What you will do:
Once you have read the records below, report how many lines contain the word "match", and give nothing besides that number.

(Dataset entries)
§ §
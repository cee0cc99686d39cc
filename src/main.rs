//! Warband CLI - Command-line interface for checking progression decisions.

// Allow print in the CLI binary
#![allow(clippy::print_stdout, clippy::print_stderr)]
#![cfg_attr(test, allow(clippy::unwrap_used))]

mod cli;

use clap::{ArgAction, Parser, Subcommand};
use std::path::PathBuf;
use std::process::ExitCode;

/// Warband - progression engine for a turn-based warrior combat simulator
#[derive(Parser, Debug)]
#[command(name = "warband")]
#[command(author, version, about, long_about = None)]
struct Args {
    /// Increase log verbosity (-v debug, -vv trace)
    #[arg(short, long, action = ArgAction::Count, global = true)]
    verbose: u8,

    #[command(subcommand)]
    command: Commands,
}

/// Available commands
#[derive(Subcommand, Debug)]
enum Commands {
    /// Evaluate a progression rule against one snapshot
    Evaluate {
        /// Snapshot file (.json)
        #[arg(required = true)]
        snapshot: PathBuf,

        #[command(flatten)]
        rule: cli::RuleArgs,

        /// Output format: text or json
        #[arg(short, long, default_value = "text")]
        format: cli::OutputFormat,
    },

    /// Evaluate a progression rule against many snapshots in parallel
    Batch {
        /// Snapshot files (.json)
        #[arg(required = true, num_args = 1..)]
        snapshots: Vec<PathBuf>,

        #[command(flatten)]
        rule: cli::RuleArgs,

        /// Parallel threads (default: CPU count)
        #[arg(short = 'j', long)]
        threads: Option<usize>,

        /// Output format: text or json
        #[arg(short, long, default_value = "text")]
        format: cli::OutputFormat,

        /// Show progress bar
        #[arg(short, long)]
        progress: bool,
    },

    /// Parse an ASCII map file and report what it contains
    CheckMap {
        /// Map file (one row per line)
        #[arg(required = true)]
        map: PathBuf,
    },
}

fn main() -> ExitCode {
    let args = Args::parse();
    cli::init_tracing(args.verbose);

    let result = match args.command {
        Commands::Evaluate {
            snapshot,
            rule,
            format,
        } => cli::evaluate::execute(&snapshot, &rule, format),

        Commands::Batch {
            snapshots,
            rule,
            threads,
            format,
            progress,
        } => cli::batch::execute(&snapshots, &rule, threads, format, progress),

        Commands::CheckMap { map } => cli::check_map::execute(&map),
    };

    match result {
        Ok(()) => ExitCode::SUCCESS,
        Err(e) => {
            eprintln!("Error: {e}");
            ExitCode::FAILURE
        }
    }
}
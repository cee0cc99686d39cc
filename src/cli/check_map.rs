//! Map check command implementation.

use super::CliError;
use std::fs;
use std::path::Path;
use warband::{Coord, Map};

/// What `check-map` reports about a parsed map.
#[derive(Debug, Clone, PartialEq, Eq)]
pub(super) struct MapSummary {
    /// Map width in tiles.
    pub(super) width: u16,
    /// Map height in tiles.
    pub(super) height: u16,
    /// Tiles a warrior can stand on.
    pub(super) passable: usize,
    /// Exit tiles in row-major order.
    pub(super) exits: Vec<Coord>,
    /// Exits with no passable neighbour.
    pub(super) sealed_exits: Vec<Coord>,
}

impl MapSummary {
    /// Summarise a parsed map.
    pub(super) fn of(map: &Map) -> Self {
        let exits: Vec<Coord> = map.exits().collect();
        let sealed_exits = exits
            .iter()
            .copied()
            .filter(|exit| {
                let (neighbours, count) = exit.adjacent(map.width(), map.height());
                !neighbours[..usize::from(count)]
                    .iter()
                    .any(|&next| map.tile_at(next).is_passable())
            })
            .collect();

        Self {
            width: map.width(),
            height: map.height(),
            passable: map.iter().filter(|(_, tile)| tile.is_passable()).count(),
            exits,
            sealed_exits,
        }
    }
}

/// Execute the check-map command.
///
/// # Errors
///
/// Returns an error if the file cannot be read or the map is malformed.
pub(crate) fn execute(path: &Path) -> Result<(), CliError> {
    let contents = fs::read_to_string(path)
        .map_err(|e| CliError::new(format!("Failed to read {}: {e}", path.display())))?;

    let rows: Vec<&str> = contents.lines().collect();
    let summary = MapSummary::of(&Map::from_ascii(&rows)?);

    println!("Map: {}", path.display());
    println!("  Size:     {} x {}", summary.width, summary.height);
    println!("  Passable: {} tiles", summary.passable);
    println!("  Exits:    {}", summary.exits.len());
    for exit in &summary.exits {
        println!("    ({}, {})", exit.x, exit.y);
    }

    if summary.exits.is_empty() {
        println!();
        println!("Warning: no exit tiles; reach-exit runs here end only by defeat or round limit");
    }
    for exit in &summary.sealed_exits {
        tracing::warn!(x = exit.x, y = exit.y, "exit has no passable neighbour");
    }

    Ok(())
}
§ §
Solution to the problem:
2